* **Data records**:
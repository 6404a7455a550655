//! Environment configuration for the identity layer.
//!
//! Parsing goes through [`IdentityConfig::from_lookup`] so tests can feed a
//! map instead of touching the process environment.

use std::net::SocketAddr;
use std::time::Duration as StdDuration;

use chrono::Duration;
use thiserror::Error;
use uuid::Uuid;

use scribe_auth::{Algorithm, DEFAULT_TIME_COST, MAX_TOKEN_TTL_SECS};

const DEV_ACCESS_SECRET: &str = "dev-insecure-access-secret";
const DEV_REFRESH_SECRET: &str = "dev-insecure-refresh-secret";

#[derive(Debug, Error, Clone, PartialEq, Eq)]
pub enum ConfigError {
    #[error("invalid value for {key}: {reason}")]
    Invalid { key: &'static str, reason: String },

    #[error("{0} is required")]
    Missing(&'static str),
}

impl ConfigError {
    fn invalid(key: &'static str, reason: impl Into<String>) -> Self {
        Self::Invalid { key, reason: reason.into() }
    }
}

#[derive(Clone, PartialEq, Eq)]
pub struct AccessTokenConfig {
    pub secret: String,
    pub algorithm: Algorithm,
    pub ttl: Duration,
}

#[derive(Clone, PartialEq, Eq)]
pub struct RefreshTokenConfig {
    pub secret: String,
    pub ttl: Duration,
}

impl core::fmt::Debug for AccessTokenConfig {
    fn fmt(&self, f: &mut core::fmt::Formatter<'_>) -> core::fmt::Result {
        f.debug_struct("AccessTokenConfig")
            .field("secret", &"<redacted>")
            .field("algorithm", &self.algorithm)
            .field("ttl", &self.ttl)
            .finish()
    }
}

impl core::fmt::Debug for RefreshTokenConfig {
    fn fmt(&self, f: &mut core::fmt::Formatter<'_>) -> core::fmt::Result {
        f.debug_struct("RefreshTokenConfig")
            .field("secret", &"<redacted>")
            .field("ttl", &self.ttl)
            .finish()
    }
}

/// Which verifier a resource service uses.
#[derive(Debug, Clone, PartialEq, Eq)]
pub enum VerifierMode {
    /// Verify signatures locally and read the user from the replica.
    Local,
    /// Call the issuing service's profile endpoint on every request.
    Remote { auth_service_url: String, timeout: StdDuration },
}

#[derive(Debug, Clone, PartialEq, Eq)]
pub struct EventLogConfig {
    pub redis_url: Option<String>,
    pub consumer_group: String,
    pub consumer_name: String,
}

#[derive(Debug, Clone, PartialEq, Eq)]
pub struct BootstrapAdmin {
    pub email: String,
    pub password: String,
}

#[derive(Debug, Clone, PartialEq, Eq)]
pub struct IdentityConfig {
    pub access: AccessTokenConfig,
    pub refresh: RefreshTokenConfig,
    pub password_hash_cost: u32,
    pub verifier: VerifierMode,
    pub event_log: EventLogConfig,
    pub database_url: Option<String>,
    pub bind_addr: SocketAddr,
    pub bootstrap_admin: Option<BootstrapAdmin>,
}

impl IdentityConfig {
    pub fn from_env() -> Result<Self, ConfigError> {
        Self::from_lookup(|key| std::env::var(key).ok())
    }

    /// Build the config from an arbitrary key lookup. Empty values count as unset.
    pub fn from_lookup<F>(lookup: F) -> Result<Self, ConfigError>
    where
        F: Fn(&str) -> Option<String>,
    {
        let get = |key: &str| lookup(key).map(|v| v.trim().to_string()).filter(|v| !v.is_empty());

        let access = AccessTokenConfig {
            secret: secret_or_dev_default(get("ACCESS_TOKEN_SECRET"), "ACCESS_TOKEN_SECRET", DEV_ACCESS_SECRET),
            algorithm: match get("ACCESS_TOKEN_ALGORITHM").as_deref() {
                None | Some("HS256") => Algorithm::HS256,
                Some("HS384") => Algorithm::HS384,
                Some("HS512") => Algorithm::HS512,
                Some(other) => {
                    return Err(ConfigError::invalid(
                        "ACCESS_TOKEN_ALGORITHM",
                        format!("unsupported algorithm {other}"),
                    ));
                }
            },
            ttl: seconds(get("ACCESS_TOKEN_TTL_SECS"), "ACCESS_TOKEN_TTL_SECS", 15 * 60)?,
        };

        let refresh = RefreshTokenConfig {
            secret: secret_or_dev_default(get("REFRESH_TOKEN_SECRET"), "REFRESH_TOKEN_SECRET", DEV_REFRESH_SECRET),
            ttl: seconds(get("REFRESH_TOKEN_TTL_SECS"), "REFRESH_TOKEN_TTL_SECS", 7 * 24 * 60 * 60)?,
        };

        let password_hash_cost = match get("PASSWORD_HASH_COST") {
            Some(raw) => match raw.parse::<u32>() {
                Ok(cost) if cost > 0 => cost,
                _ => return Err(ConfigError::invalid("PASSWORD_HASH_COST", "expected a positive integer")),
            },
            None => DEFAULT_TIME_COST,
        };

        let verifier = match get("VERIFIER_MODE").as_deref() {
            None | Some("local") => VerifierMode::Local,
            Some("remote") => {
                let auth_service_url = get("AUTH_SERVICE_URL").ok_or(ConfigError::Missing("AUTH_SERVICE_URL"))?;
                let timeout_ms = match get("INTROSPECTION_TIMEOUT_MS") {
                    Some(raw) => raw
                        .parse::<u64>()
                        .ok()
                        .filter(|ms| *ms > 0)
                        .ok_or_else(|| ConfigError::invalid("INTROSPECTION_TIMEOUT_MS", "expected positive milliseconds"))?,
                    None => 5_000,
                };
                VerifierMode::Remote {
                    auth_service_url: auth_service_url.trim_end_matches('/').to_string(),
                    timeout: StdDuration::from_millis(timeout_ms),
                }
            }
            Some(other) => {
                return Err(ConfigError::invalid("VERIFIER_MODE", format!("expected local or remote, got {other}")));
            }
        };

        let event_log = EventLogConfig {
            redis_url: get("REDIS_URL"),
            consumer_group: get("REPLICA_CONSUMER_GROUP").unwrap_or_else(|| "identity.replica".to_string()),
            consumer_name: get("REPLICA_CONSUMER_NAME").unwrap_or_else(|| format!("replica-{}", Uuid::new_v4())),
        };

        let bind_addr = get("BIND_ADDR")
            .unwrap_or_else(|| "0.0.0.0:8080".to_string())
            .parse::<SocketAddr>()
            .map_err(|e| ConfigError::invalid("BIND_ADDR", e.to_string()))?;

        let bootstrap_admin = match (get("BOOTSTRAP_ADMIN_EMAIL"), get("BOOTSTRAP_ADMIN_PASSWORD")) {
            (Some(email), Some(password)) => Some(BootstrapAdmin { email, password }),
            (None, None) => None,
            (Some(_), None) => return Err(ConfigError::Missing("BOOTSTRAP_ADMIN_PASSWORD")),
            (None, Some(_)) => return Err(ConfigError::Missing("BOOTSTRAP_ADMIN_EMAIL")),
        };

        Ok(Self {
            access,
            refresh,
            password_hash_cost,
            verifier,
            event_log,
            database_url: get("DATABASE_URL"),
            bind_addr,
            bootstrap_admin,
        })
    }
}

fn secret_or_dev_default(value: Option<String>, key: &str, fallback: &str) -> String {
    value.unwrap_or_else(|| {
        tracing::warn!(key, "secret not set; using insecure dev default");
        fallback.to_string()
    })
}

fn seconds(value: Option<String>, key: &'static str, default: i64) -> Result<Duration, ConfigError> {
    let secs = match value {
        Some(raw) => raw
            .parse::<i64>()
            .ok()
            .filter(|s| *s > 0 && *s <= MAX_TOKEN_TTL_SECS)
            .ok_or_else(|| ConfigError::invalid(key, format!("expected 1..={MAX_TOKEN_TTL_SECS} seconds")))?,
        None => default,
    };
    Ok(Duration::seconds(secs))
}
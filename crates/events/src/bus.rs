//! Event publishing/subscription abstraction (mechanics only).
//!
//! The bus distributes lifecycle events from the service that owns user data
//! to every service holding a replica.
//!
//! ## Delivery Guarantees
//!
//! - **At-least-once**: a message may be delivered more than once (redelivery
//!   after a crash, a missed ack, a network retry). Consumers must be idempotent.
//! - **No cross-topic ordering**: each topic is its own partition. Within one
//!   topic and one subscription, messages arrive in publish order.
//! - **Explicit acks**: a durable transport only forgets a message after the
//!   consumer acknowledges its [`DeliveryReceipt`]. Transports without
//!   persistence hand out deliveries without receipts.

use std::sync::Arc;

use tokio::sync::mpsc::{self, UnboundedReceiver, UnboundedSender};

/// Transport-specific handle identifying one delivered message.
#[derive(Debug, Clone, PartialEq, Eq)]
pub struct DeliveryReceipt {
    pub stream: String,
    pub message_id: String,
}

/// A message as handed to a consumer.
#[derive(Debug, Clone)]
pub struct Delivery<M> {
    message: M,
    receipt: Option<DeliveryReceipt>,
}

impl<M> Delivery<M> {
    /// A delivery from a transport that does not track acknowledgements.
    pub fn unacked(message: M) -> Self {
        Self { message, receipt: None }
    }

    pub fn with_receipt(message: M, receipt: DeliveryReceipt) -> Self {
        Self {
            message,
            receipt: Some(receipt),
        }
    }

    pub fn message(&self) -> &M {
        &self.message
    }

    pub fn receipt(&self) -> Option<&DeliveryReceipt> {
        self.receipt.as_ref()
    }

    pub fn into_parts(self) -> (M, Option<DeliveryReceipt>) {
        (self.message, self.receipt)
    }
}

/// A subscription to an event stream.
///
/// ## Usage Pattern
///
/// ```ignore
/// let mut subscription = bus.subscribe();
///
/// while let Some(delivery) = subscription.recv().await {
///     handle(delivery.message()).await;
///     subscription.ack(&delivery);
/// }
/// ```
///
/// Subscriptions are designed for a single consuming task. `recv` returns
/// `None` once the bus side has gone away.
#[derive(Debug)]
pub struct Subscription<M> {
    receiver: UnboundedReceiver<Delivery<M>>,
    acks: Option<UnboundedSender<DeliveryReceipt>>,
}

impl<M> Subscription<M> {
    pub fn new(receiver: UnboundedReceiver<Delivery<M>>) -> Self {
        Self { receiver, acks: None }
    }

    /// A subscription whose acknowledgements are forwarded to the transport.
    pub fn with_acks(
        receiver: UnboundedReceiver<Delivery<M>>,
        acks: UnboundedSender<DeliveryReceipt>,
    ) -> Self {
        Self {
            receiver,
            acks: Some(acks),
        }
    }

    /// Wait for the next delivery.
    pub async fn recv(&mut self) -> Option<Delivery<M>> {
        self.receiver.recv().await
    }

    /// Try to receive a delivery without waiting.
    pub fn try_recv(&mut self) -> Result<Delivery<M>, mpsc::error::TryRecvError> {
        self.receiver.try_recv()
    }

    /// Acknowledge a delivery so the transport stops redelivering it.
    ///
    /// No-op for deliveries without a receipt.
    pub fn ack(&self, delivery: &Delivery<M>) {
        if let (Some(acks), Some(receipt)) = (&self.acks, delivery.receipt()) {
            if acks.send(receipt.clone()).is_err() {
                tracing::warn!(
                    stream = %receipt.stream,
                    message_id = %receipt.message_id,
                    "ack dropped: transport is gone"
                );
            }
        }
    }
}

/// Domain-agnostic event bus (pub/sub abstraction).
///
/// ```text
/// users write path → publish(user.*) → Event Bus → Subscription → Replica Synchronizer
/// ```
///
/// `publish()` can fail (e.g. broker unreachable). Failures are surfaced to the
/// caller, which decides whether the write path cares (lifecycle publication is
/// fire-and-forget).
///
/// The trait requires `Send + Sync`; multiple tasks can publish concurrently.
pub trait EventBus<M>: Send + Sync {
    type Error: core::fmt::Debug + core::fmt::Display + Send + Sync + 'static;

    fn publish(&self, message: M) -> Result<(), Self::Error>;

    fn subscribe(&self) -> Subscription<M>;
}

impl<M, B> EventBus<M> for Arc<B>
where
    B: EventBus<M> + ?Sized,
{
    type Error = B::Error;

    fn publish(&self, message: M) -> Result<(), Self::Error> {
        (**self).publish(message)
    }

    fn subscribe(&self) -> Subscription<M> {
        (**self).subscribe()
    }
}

* **Task**:
For each line in the entries that holds "core", return that line.

* **Task result**:
impl core::fmt::Debug for AccessTokenConfig {
    fn fmt(&self, f: &mut core::fmt::Formatter<'_>) -> core::fmt::Result {
impl core::fmt::Debug for RefreshTokenConfig {
    fn fmt(&self, f: &mut core::fmt::Formatter<'_>) -> core::fmt::Result {
    type Error: core::fmt::Debug + core::fmt::Display + Send + Sync + 'static;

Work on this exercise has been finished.